Task requirements – Among the entries that follow, the required portion opens with the line containing "impl VectorIndex for" and closes with the line containing "-> Result<Vec<ScoredRecord>, MemoryError>". Give that portion again exactly, and nothing else.
BEGIN Data extracts
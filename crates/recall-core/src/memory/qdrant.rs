//! ============================================================================
//! Qdrant Index - Vector database operations over gRPC
//! ============================================================================
//! Stores chat memory points with a fixed payload schema. Writes use
//! `wait=true` so an acknowledged upsert is immediately searchable.
//! ============================================================================

use std::collections::HashMap;
use std::time::Duration;

use async_trait::async_trait;
use qdrant_client::qdrant::{
    point_id::PointIdOptions, points_selector::PointsSelectorOneOf, Condition,
    CountPointsBuilder, CreateCollectionBuilder, CreateFieldIndexCollectionBuilder,
    DeletePointsBuilder, Distance, FieldType, Filter, GetPointsBuilder, PointId, PointStruct,
    SearchPointsBuilder, UpsertPointsBuilder, Value, VectorParamsBuilder,
};
use qdrant_client::{Qdrant, QdrantError};
use tracing::{debug, info, warn};
use uuid::Uuid;

use super::error::MemoryError;
use super::filter::TenantFilter;
use super::index::VectorIndex;
use super::types::{
    RecordMetadata, RecordSource, ScoredRecord, SenderRole, StoredRecord, VectorRecord,
};

/// Default collection name for chat memory
pub const COLLECTION_NAME: &str = "chat_memory";

const FIELD_ORGANIZATION: &str = "organization_id";
const FIELD_USER: &str = "user_id";
const FIELD_ROLE: &str = "sender_role";
const FIELD_CREATED_AT: &str = "created_at";
const FIELD_MESSAGE_ID: &str = "message_id";
const FIELD_TEXT: &str = "text";

/// Vector index backed by a Qdrant collection
pub struct QdrantIndex {
    client: Qdrant,
    collection: String,
}

impl QdrantIndex {
    /// Connect to Qdrant and make sure the collection and payload indexes exist
    pub async fn connect(
        url: &str,
        api_key: Option<String>,
        collection: &str,
        dimension: usize,
        timeout: Duration,
    ) -> Result<Self, MemoryError> {
        debug!("Connecting to Qdrant at {}", url);

        let client = Qdrant::from_url(url)
            .api_key(api_key)
            .timeout(timeout)
            .build()
            .map_err(|e| MemoryError::Config(format!("Failed to create Qdrant client: {}", e)))?;

        let index = Self {
            client,
            collection: collection.to_string(),
        };

        index.ensure_collection(dimension).await?;

        Ok(index)
    }

    /// Ensure the memory collection exists with keyword indexes on the
    /// filterable metadata fields
    async fn ensure_collection(&self, dimension: usize) -> Result<(), MemoryError> {
        let exists = self
            .client
            .collection_exists(&self.collection)
            .await
            .map_err(|e| classify_qdrant_error("check collection existence", e))?;

        if exists {
            debug!("Collection {} already exists", self.collection);
            return Ok(());
        }

        info!("Creating collection: {}", self.collection);

        self.client
            .create_collection(
                CreateCollectionBuilder::new(&self.collection)
                    .vectors_config(VectorParamsBuilder::new(dimension as u64, Distance::Cosine)),
            )
            .await
            .map_err(|e| classify_qdrant_error("create collection", e))?;

        for field in [FIELD_ORGANIZATION, FIELD_USER, FIELD_ROLE] {
            self.client
                .create_field_index(CreateFieldIndexCollectionBuilder::new(
                    &self.collection,
                    field,
                    FieldType::Keyword,
                ))
                .await
                .map_err(|e| classify_qdrant_error("create payload index", e))?;
        }

        info!("Collection {} created successfully", self.collection);
        Ok(())
    }

    pub fn collection(&self) -> &str {
        &self.collection
    }
}

#[async_trait]
impl VectorIndex for QdrantIndex {
    async fn upsert(&self, records: &[VectorRecord]) -> Result<(), MemoryError> {
        let points: Vec<PointStruct> = records
            .iter()
            .map(|r| {
                PointStruct::new(
                    r.record_id.to_string(),
                    r.vector.clone(),
                    record_payload(&r.metadata, &r.source),
                )
            })
            .collect();

        debug!("Upserting {} points into {}", points.len(), self.collection);

        self.client
            .upsert_points(UpsertPointsBuilder::new(&self.collection, points).wait(true))
            .await
            .map_err(|e| classify_qdrant_error("upsert points", e))?;

        Ok(())
    }

    async fn query(
        &self,
        vector: &[f32],
        filter: &TenantFilter,
        limit: usize,
    ) -> Result<Vec<ScoredRecord>, MemoryError> {
        debug!("Searching {} ({}, limit: {})", self.collection, filter, limit);

        let search_result = self
            .client
            .search_points(
                SearchPointsBuilder::new(&self.collection, vector.to_vec(), limit as u64)
                    .filter(to_qdrant_filter(filter))
                    .with_payload(true),
            )
            .await
            .map_err(|e| classify_qdrant_error("search points", e))?;

        let hits = search_result
            .result
            .into_iter()
            .filter_map(|point| {
                let record_id = extract_uuid_from_point_id(point.id?)?;
                let (metadata, source) = parse_payload(&point.payload)?;
                Some(ScoredRecord {
                    record_id,
                    metadata,
                    source,
                    score: point.score,
                })
            })
            .collect();

        Ok(hits)
    }

    async fn fetch(
        &self,
        filter: &TenantFilter,
        record_ids: &[Uuid],
    ) -> Result<Vec<StoredRecord>, MemoryError> {
        if record_ids.is_empty() {
            return Ok(vec![]);
        }

        let ids: Vec<PointId> = record_ids.iter().map(|id| PointId::from(id.to_string())).collect();

        let response = self
            .client
            .get_points(GetPointsBuilder::new(&self.collection, ids).with_payload(true))
            .await
            .map_err(|e| classify_qdrant_error("get points", e))?;

        // Lookup by id takes no filter; scope the result here
        Ok(response
            .result
            .into_iter()
            .filter_map(|point| {
                let record_id = extract_uuid_from_point_id(point.id?)?;
                let (metadata, source) = parse_payload(&point.payload)?;
                Some(StoredRecord {
                    record_id,
                    metadata,
                    source,
                })
            })
            .filter(|r| filter.matches(&r.metadata))
            .collect())
    }

    async fn count(&self, filter: &TenantFilter) -> Result<u64, MemoryError> {
        let response = self
            .client
            .count(
                CountPointsBuilder::new(&self.collection)
                    .filter(to_qdrant_filter(filter))
                    .exact(true),
            )
            .await
            .map_err(|e| classify_qdrant_error("count points", e))?;

        Ok(response.result.map(|r| r.count).unwrap_or(0))
    }

    async fn delete(&self, filter: &TenantFilter) -> Result<(), MemoryError> {
        info!("Deleting points in {} where {}", self.collection, filter);

        self.client
            .delete_points(
                DeletePointsBuilder::new(&self.collection)
                    .points(PointsSelectorOneOf::Filter(to_qdrant_filter(filter)))
                    .wait(true),
            )
            .await
            .map_err(|e| classify_qdrant_error("delete points", e))?;

        Ok(())
    }

    async fn health_check(&self) -> Result<bool, MemoryError> {
        match self.client.health_check().await {
            Ok(_) => Ok(true),
            Err(e) => {
                warn!("Qdrant health check failed: {}", e);
                Ok(false)
            }
        }
    }

    fn name(&self) -> &'static str {
        "qdrant"
    }
}

/// Translate a tenant filter into Qdrant `must` conditions
fn to_qdrant_filter(filter: &TenantFilter) -> Filter {
    let mut conditions = vec![Condition::matches(
        FIELD_ORGANIZATION,
        filter.organization_id().to_string(),
    )];
    if let Some(user) = filter.user_id() {
        conditions.push(Condition::matches(FIELD_USER, user.to_string()));
    }
    if let Some(role) = filter.sender_role() {
        conditions.push(Condition::matches(FIELD_ROLE, role.as_str().to_string()));
    }
    Filter::must(conditions)
}

fn record_payload(metadata: &RecordMetadata, source: &RecordSource) -> HashMap<String, Value> {
    let mut payload: HashMap<String, Value> = [
        (FIELD_ORGANIZATION.to_string(), Value::from(metadata.organization_id.clone())),
        (FIELD_USER.to_string(), Value::from(metadata.user_id.clone())),
        (FIELD_ROLE.to_string(), Value::from(metadata.sender_role.as_str().to_string())),
        (FIELD_CREATED_AT.to_string(), Value::from(metadata.created_at)),
        (FIELD_MESSAGE_ID.to_string(), Value::from(source.message_id.clone())),
    ]
    .into_iter()
    .collect();

    if let Some(text) = &source.text {
        payload.insert(FIELD_TEXT.to_string(), Value::from(text.clone()));
    }
    payload
}

/// Points with a payload outside the schema are skipped
fn parse_payload(payload: &HashMap<String, Value>) -> Option<(RecordMetadata, RecordSource)> {
    let metadata = RecordMetadata {
        organization_id: get_string(payload, FIELD_ORGANIZATION)?,
        user_id: get_string(payload, FIELD_USER)?,
        sender_role: get_string(payload, FIELD_ROLE)?.parse::<SenderRole>().ok()?,
        created_at: get_i64(payload, FIELD_CREATED_AT)?,
    };
    let source = RecordSource {
        message_id: get_string(payload, FIELD_MESSAGE_ID)?,
        text: get_string(payload, FIELD_TEXT),
    };
    Some((metadata, source))
}

/// Transport trouble is transient; requests the server refuses are not
fn classify_qdrant_error(operation: &str, error: QdrantError) -> MemoryError {
    let message = format!("Failed to {}: {}", operation, error);
    let lower = message.to_lowercase();

    if lower.contains("invalid argument")
        || lower.contains("invalidargument")
        || lower.contains("wrong input")
        || lower.contains("bad request")
        || lower.contains("dimension")
        || lower.contains("not found")
        || lower.contains("notfound")
        || lower.contains("unauthenticated")
        || lower.contains("permission denied")
    {
        return MemoryError::StoreRejected(message);
    }

    MemoryError::StoreUnavailable(message)
}

// Helper to extract UUID from PointId
fn extract_uuid_from_point_id(point_id: PointId) -> Option<Uuid> {
    match point_id.point_id_options? {
        PointIdOptions::Uuid(uuid_str) => Uuid::parse_str(&uuid_str).ok(),
        PointIdOptions::Num(_) => None, // Record ids are always UUIDs
    }
}

// Helper functions to extract values from payload
fn get_string(payload: &HashMap<String, Value>, key: &str) -> Option<String> {
    payload.get(key).and_then(|v| v.as_str().map(|s| s.to_string()))
}

fn get_i64(payload: &HashMap<String, Value>, key: &str) -> Option<i64> {
    payload.get(key).and_then(|v| v.as_integer())
}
END Data extracts
Response for this exercise –
impl VectorIndex for QdrantIndex {
    async fn upsert(&self, records: &[VectorRecord]) -> Result<(), MemoryError> {
        let points: Vec<PointStruct> = records
            .iter()
            .map(|r| {
                PointStruct::new(
                    r.record_id.to_string(),
                    r.vector.clone(),
                    record_payload(&r.metadata, &r.source),
                )
            })
            .collect();

        debug!("Upserting {} points into {}", points.len(), self.collection);

        self.client
            .upsert_points(UpsertPointsBuilder::new(&self.collection, points).wait(true))
            .await
            .map_err(|e| classify_qdrant_error("upsert points", e))?;

        Ok(())
    }

    async fn query(
        &self,
        vector: &[f32],
        filter: &TenantFilter,
        limit: usize,
    ) -> Result<Vec<ScoredRecord>, MemoryError> {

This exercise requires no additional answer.